WisFaq!

\require{AMSmath} geprint op zondag 24 november 2024

Permutaties

Men vormt permutaties met 5 elementen a,b,c,d,e
  1. Hoeveel permutaties bevatten de elementen b en c onmiddelijk na elkaar en in de volgorde bc?
  2. hoeveel permutaties bevatten de elementen a,b,c onmiddelijk na elkaar en in een willekeurige volgorde?
  3. in hoeveel permutaties staat d een of meer plaatsen voor c?

Ine Claes
26-8-2002

Antwoord

Beste Ine,

a) Eerst kijken we naar de mogelijkheid dat bc in deze volgorde achter elkaar staan. Waar kunnen die staan in het rijtje van 5 posities?
op 1&2, op 2&3, op 3&4 en op 4&5.
Er zijn dus 4 verschillende mogelijkheden voor b en c.
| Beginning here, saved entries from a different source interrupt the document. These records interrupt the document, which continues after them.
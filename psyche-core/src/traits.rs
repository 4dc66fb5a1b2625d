//! Trait catalog and the bounded trait vector.
//!
//! An agent's personality is a fixed-length vector of floats in `[0, 1]`,
//! one slot per named trait in the [`TraitCatalog`]. The vector is clamped on
//! every construction and every mutation; nothing outside this module can
//! produce an out-of-range component.

use std::collections::BTreeMap;

use ordered_float::OrderedFloat;
use rand::Rng;
use serde::{Deserialize, Serialize};

use crate::error::{PsycheError, Result, ensure_dim};

// ---------------------------------------------------------------------------
// Catalog
// ---------------------------------------------------------------------------

/// Definition of one trait slot.
#[derive(Debug, Clone, PartialEq, Eq, Serialize, Deserialize)]
pub struct TraitDef {
    /// Machine name, e.g. `curiosity`.
    pub name: String,
    /// Grouping, e.g. `cognitive`.
    pub category: String,
    /// Human-readable description.
    pub description: String,
}

/// The canonical 50 traits: `(name, category, description)`.
const CANONICAL_TRAITS: [(&str, &str, &str); 50] = [
    ("openness", "core", "Openness to experience"),
    ("conscientiousness", "core", "Conscientiousness and organization"),
    ("extraversion", "core", "Extraversion and social energy"),
    ("agreeableness", "core", "Agreeableness and cooperation"),
    ("neuroticism", "core", "Emotional volatility"),
    ("curiosity", "cognitive", "Intellectual curiosity"),
    ("creativity", "cognitive", "Creative thinking"),
    ("adaptability", "adaptation", "Ability to adapt to change"),
    ("resilience", "adaptation", "Emotional resilience"),
    ("empathy", "social", "Emotional empathy"),
    ("assertiveness", "social", "Assertiveness in communication"),
    ("patience", "self_regulation", "Patience with processes"),
    ("self_efficacy", "self_regulation", "Belief in own abilities"),
    ("integrity", "character", "Moral integrity"),
    ("humility", "character", "Humility and modesty"),
    ("optimism", "emotional", "Optimistic outlook"),
    ("ambition", "drive", "Drive for achievement"),
    ("altruism", "social", "Concern for others"),
    ("confidence", "self_regulation", "Self-confidence"),
    ("self_control", "self_regulation", "Self-control and discipline"),
    ("emotional_stability", "emotional", "Emotional stability"),
    ("emotional_expressiveness", "emotional", "Emotional expressiveness"),
    ("tolerance", "social", "Tolerance for differences"),
    ("trust", "social", "Trust in others"),
    ("risk_taking", "behavioral", "Willingness to take risks"),
    ("innovativeness", "cognitive", "Drive to innovate"),
    ("pragmatism", "thinking", "Practical approach"),
    ("sociability", "social", "Enjoyment of social interaction"),
    ("independence", "behavioral", "Preference for independence"),
    ("competitiveness", "drive", "Competitive drive"),
    ("perseverance", "drive", "Persistence through difficulties"),
    ("focus", "cognitive", "Ability to maintain focus"),
    ("detail_orientation", "cognitive", "Attention to detail"),
    ("big_picture_thinking", "cognitive", "Systems thinking ability"),
    ("decisiveness", "cognitive", "Speed of decision making"),
    ("reflectiveness", "cognitive", "Tendency to reflect deeply"),
    ("self_awareness", "emotional", "Understanding of own thoughts and feelings"),
    ("empathic_accuracy", "social", "Accuracy in reading others"),
    ("enthusiasm", "emotional", "Enthusiasm and energy"),
    ("curiosity_intellectual", "cognitive", "Intellectual curiosity"),
    ("systematic_thinking", "cognitive", "Systematic approach to problems"),
    ("open_mindedness", "cognitive", "Openness to new ideas"),
    ("resourcefulness", "practical", "Ability to find solutions"),
    ("collaboration", "social", "Ability to work with others"),
    ("humor", "social", "Use of humor"),
    ("mindfulness", "emotional", "Present-moment awareness"),
    ("caution", "behavioral", "Cautious approach"),
    ("boldness", "behavioral", "Willingness to be bold"),
    ("altruistic_leadership", "leadership", "Leadership for others' benefit"),
    ("ethical_reasoning", "character", "Ethical reasoning ability"),
];

/// Simple descriptor words and the trait values they imply.
const DESCRIPTOR_MAPPINGS: &[(&str, &[(&str, f64)])] = &[
    ("playful", &[("curiosity", 0.8), ("extraversion", 0.7), ("openness", 0.7)]),
    ("loyal", &[("agreeableness", 0.9), ("conscientiousness", 0.8)]),
    ("energetic", &[("extraversion", 0.9), ("neuroticism", 0.3)]),
    ("calm", &[("neuroticism", 0.2), ("emotional_stability", 0.9)]),
    ("curious", &[("curiosity", 0.9), ("openness", 0.8)]),
    ("creative", &[("creativity", 0.9), ("openness", 0.8)]),
    ("friendly", &[("agreeableness", 0.8), ("extraversion", 0.7)]),
    ("independent", &[("extraversion", 0.3), ("conscientiousness", 0.7)]),
    ("intelligent", &[("curiosity", 0.8), ("creativity", 0.7)]),
    ("protective", &[("agreeableness", 0.6), ("conscientiousness", 0.8)]),
    ("gentle", &[("agreeableness", 0.9), ("neuroticism", 0.2)]),
    ("brave", &[("neuroticism", 0.2), ("resilience", 0.9)]),
    ("wise", &[("openness", 0.8), ("conscientiousness", 0.7)]),
    ("mischievous", &[("openness", 0.7), ("agreeableness", 0.4)]),
];

/// Ordered set of named traits. Index `i` of every [`TraitVector`] means
/// `catalog.defs()[i]`.
#[derive(Debug, Clone, PartialEq, Eq, Serialize, Deserialize)]
pub struct TraitCatalog {
    defs: Vec<TraitDef>,
}

impl TraitCatalog {
    /// The canonical 50-trait catalog.
    #[must_use]
    pub fn canonical() -> Self {
        Self {
            defs: CANONICAL_TRAITS
                .iter()
                .map(|(name, category, description)| TraitDef {
                    name: (*name).to_string(),
                    category: (*category).to_string(),
                    description: (*description).to_string(),
                })
                .collect(),
        }
    }

    /// Build a custom catalog.
    ///
    /// # Errors
    /// Returns `PsycheError::Config` if the list is empty or names repeat.
    pub fn new(defs: Vec<TraitDef>) -> Result<Self> {
        if defs.is_empty() {
            return Err(PsycheError::Config("trait catalog is empty".into()));
        }
        let mut seen = std::collections::HashSet::new();
        for def in &defs {
            if !seen.insert(def.name.as_str()) {
                return Err(PsycheError::Config(format!(
                    "duplicate trait name '{}'",
                    def.name
                )));
            }
        }
        Ok(Self { defs })
    }

    /// Number of traits (the trait dimension N).
    #[must_use]
    pub fn len(&self) -> usize {
        self.defs.len()
    }

    /// Whether the catalog is empty. Never true for a constructed catalog.
    #[must_use]
    pub fn is_empty(&self) -> bool {
        self.defs.is_empty()
    }

    /// All definitions in slot order.
    #[must_use]
    pub fn defs(&self) -> &[TraitDef] {
        &self.defs
    }

    /// Slot index of a trait name.
    #[must_use]
    pub fn index_of(&self, name: &str) -> Option<usize> {
        self.defs.iter().position(|d| d.name == name)
    }

    /// Slot index of a trait name, or `UnknownTrait`.
    ///
    /// # Errors
    /// Returns `PsycheError::UnknownTrait` if the name is not in the catalog.
    pub fn require(&self, name: &str) -> Result<usize> {
        self.index_of(name)
            .ok_or_else(|| PsycheError::UnknownTrait(name.to_string()))
    }

    /// Name of the trait at a slot.
    #[must_use]
    pub fn name_of(&self, index: usize) -> Option<&str> {
        self.defs.get(index).map(|d| d.name.as_str())
    }

    /// Trait names grouped by category.
    #[must_use]
    pub fn by_category(&self) -> BTreeMap<&str, Vec<&str>> {
        let mut groups: BTreeMap<&str, Vec<&str>> = BTreeMap::new();
        for def in &self.defs {
            groups
                .entry(def.category.as_str())
                .or_default()
                .push(def.name.as_str());
        }
        groups
    }

    /// Turn a sparse `trait name -> value` map into a dense per-slot vector.
    ///
    /// # Errors
    /// Returns `PsycheError::UnknownTrait` for names outside the catalog.
    pub fn dense<'a>(&self, sparse: impl IntoIterator<Item = (&'a str, f64)>) -> Result<Vec<f64>> {
        let mut out = vec![0.0; self.len()];
        for (name, value) in sparse {
            out[self.require(name)?] = value;
        }
        Ok(out)
    }
}

impl Default for TraitCatalog {
    fn default() -> Self {
        Self::canonical()
    }
}

// ---------------------------------------------------------------------------
// Trait Vector
// ---------------------------------------------------------------------------

fn clamp_unit(x: f64) -> f64 {
    if x.is_nan() { 0.0 } else { x.clamp(0.0, 1.0) }
}

/// An agent's personality: one value in `[0, 1]` per catalog slot.
#[derive(Debug, Clone, PartialEq, Serialize, Deserialize)]
#[serde(try_from = "Vec<f64>", into = "Vec<f64>")]
pub struct TraitVector(Vec<f64>);

impl TraitVector {
    /// Build from raw values, clamping each to `[0, 1]` (NaN becomes 0).
    #[must_use]
    pub fn new(values: Vec<f64>) -> Self {
        Self(values.into_iter().map(clamp_unit).collect())
    }

    /// The neutral vector: every trait at 0.5.
    #[must_use]
    pub fn neutral(dim: usize) -> Self {
        Self(vec![0.5; dim])
    }

    /// Neutral vector with the named traits overridden.
    ///
    /// # Errors
    /// Returns `PsycheError::UnknownTrait` for names outside the catalog.
    pub fn from_named(catalog: &TraitCatalog, values: &[(&str, f64)]) -> Result<Self> {
        let mut out = vec![0.5; catalog.len()];
        for (name, value) in values {
            out[catalog.require(name)?] = *value;
        }
        Ok(Self::new(out))
    }

    /// Map simple descriptor words ("playful", "loyal", ...) onto a neutral
    /// vector. Unknown words, and mapped traits missing from a custom
    /// catalog, are ignored.
    #[must_use]
    pub fn from_descriptors<S: AsRef<str>>(catalog: &TraitCatalog, words: &[S]) -> Self {
        let mut out = vec![0.5; catalog.len()];
        for word in words {
            let word = word.as_ref().to_lowercase();
            let Some((_, mapping)) = DESCRIPTOR_MAPPINGS.iter().find(|(w, _)| *w == word) else {
                continue;
            };
            for (trait_name, value) in *mapping {
                if let Some(idx) = catalog.index_of(trait_name) {
                    out[idx] = *value;
                }
            }
        }
        Self::new(out)
    }

    /// Uniformly perturb every component by up to `±jitter`, then clamp.
    #[must_use]
    pub fn randomized<R: Rng + ?Sized>(&self, jitter: f64, rng: &mut R) -> Self {
        let jitter = jitter.abs();
        if jitter == 0.0 {
            return self.clone();
        }
        Self::new(
            self.0
                .iter()
                .map(|v| v + rng.gen_range(-jitter..=jitter))
                .collect(),
        )
    }

    /// Number of components.
    #[must_use]
    pub fn len(&self) -> usize {
        self.0.len()
    }

    /// Whether the vector has no components.
    #[must_use]
    pub fn is_empty(&self) -> bool {
        self.0.is_empty()
    }

    /// Raw component slice.
    #[must_use]
    pub fn as_slice(&self) -> &[f64] {
        &self.0
    }

    /// Component at `index`.
    #[must_use]
    pub fn get(&self, index: usize) -> Option<f64> {
        self.0.get(index).copied()
    }

    /// Value of a named trait.
    #[must_use]
    pub fn value(&self, catalog: &TraitCatalog, name: &str) -> Option<f64> {
        catalog.index_of(name).and_then(|i| self.get(i))
    }

    /// Fail unless the vector has exactly `expected` components.
    ///
    /// # Errors
    /// Returns `PsycheError::DimensionMismatch`.
    pub fn check_dim(&self, expected: usize) -> Result<()> {
        ensure_dim("trait vector", expected, self.len())
    }

    /// `clamp(self + delta)`, component-wise.
    ///
    /// # Errors
    /// Returns `PsycheError::DimensionMismatch` if `delta` has a different length.
    pub fn offset(&self, delta: &[f64]) -> Result<Self> {
        ensure_dim("trait delta", self.len(), delta.len())?;
        Ok(Self(
            self.0
                .iter()
                .zip(delta)
                .map(|(v, d)| clamp_unit(v + d))
                .collect(),
        ))
    }

    /// Euclidean distance to another vector of the same length.
    ///
    /// # Errors
    /// Returns `PsycheError::DimensionMismatch` if lengths differ.
    pub fn distance(&self, other: &TraitVector) -> Result<f64> {
        ensure_dim("trait vector", self.len(), other.len())?;
        Ok(self
            .0
            .iter()
            .zip(&other.0)
            .map(|(a, b)| (a - b).powi(2))
            .sum::<f64>()
            .sqrt())
    }

    /// The `n` highest traits as `(name, value)`, highest first. Ties keep
    /// catalog order.
    #[must_use]
    pub fn dominant(&self, catalog: &TraitCatalog, n: usize) -> Vec<(String, f64)> {
        let mut indexed: Vec<(usize, f64)> = self.0.iter().copied().enumerate().collect();
        indexed.sort_by_key(|(i, v)| (std::cmp::Reverse(OrderedFloat(*v)), *i));
        indexed
            .into_iter()
            .take(n)
            .filter_map(|(i, v)| catalog.name_of(i).map(|name| (name.to_string(), v)))
            .collect()
    }
}

impl TryFrom<Vec<f64>> for TraitVector {
    type Error = PsycheError;

    fn try_from(values: Vec<f64>) -> Result<Self> {
        if values.iter().any(|v| !v.is_finite()) {
            return Err(PsycheError::Validation(
                "trait vector contains a non-finite value".into(),
            ));
        }
        Ok(Self::new(values))
    }
}

impl From<TraitVector> for Vec<f64> {
    fn from(v: TraitVector) -> Self {
        v.0
    }
}
//! psyche-sim: drive agents from the command line.
//!
//! Chat input is read from stdin, one turn per line:
//! `intent<TAB>tone<TAB>message`. Each turn prints one JSON object; lines
//! that cannot be parsed or are rejected as invalid are reported on stderr
//! and skipped. With `--state`, the agent is saved even when the session
//! ends in an error.

use std::io::{BufRead, Write};
use std::path::PathBuf;

use anyhow::{Context, Result, bail};
use clap::{Parser, Subcommand};
use tracing::{info, warn};
use tracing_subscriber::EnvFilter;

use psyche_core::PsycheConfig;
use psyche_core::engine::TraitSource;
use psyche_core::evolution::EvolutionTrigger;
use psyche_core::types::AgentId;
use psyche_mind::{AgentSpec, MindError, Runtime, TurnRequest};

#[derive(Parser)]
#[command(name = "psyche-sim")]
#[command(author, version, about = "Personality-driven agent simulator", long_about = None)]
struct Cli {
    #[command(subcommand)]
    command: Commands,

    /// TOML configuration file (defaults are used when omitted)
    #[arg(short, long, global = true)]
    config: Option<PathBuf>,

    /// Emit logs as JSON
    #[arg(long, global = true)]
    json_logs: bool,
}

#[derive(Subcommand)]
enum Commands {
    /// List the configured archetypes
    Archetypes,

    /// Show preferred and avoided styles for an archetype
    Tendencies {
        /// Archetype id
        archetype: String,

        /// Agent profile key
        #[arg(short = 't', long, default_value = "mammal")]
        agent_type: String,
    },

    /// Chat with one agent over stdin
    Chat {
        /// Agent name
        #[arg(short, long, default_value = "Pip")]
        name: String,

        /// Agent profile key
        #[arg(short = 't', long, default_value = "mammal")]
        agent_type: String,

        /// Archetype id; neutral traits when omitted
        #[arg(short, long)]
        archetype: Option<String>,

        /// Relationship label sent with every turn
        #[arg(short, long, default_value = "neutral")]
        relationship: String,

        /// Load the agent from this snapshot and save it back afterwards
        #[arg(short, long)]
        state: Option<PathBuf>,

        /// Evolution trigger applied to every turn
        #[arg(long)]
        trigger: Option<String>,
    },
}

fn init_logging(level: &str, json: bool) {
    let filter = EnvFilter::try_from_default_env().unwrap_or_else(|_| EnvFilter::new(level));
    let builder = tracing_subscriber::fmt()
        .with_env_filter(filter)
        .with_writer(std::io::stderr);
    if json {
        builder.json().init();
    } else {
        builder.init();
    }
}

fn load_config(path: Option<&PathBuf>) -> Result<PsycheConfig> {
    match path {
        Some(p) => PsycheConfig::from_file(p).with_context(|| format!("loading {}", p.display())),
        None => Ok(PsycheConfig::default()),
    }
}

fn print_json<T: serde::Serialize>(value: &T) -> Result<()> {
    println!("{}", serde_json::to_string_pretty(value)?);
    Ok(())
}

fn parse_line(
    line: &str,
    relationship: &str,
    trigger: Option<EvolutionTrigger>,
) -> Result<TurnRequest> {
    let mut parts = line.splitn(3, '\t');
    let (Some(intent), Some(tone)) = (parts.next(), parts.next()) else {
        bail!("expected 'intent<TAB>tone<TAB>message', got '{line}'");
    };
    let message = parts.next().unwrap_or_default();
    let mut request = TurnRequest::new(message, intent, tone).with_memory(relationship, "");
    request.trigger_hint = trigger;
    Ok(request)
}

/// Run one turn per input line, writing each output as JSON. Returns the
/// number of turns that produced output.
async fn run_chat<R: BufRead, W: Write>(
    runtime: &Runtime,
    id: AgentId,
    input: R,
    mut out: W,
    relationship: &str,
    trigger: Option<EvolutionTrigger>,
) -> Result<usize> {
    let mut turns = 0;
    for (n, line) in input.lines().enumerate() {
        let line = line?;
        if line.trim().is_empty() || line.starts_with('#') {
            continue;
        }
        let request = match parse_line(&line, relationship, trigger) {
            Ok(request) => request,
            Err(e) => {
                warn!(line = n + 1, error = %e, "Skipping unparseable line");
                continue;
            }
        };
        match runtime.turn(id, &request).await {
            Ok(output) => {
                writeln!(out, "{}", serde_json::to_string_pretty(&output)?)?;
                turns += 1;
            }
            Err(MindError::Validation(reason)) => {
                warn!(line = n + 1, %reason, "Skipping invalid turn");
            }
            Err(e) => return Err(e.into()),
        }
    }
    Ok(turns)
}

#[tokio::main]
async fn main() -> Result<()> {
    let cli = Cli::parse();
    let config = load_config(cli.config.as_ref())?;
    init_logging(&config.general.log_level, cli.json_logs);

    match cli.command {
        Commands::Archetypes => {
            let runtime = Runtime::from_config(config)?;
            print_json(&runtime.engine().archetypes().list())?;
        }

        Commands::Tendencies {
            archetype,
            agent_type,
        } => {
            let runtime = Runtime::from_config(config)?;
            let id = runtime.create_agent(&AgentSpec {
                name: archetype.clone(),
                agent_type,
                traits: TraitSource::Archetype(archetype),
            })?;
            print_json(&runtime.tendencies(id).await?)?;
        }

        Commands::Chat {
            name,
            agent_type,
            archetype,
            relationship,
            state,
            trigger,
        } => {
            let trigger = trigger
                .map(|t| t.parse::<EvolutionTrigger>())
                .transpose()?;
            let runtime = Runtime::from_config(config)?;
            let id = match state.as_deref().filter(|p| p.exists()) {
                Some(path) => runtime.load_agent(path)?,
                None => runtime.create_agent(&AgentSpec {
                    name,
                    agent_type,
                    traits: archetype.map_or(TraitSource::Neutral, TraitSource::Archetype),
                })?,
            };

            let session = run_chat(
                &runtime,
                id,
                std::io::stdin().lock(),
                std::io::stdout().lock(),
                &relationship,
                trigger,
            )
            .await;

            if let Some(path) = state {
                runtime.save_agent(id, &path).await?;
                info!(path = %path.display(), "Saved agent state");
            }
            let turns = session?;
            info!(turns, "Chat finished");
        }
    }
    Ok(())
}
Dan blijven er nog drie plekken over om a, d en e te 'plaatsen'.
Dat kan op 6 manieren (3 mogelijkheden voor a, dan blijven er twee mogelijkheden voor d en de plek van e blijft over; dus 3·2·1)
In totaal zijn er dus 4·6=24 permutaties

Mogen nu bc ook cb zijn dan verdubbeld het aantal mogelijkheden.

b) deze kun je nu vast zelf wel; let op dat er dit keer meer mogelijkheden zijn om a, b en c achter elkaar te zetten en dat er minder mogelijkheden zijn om d en e te 'plaatsen'.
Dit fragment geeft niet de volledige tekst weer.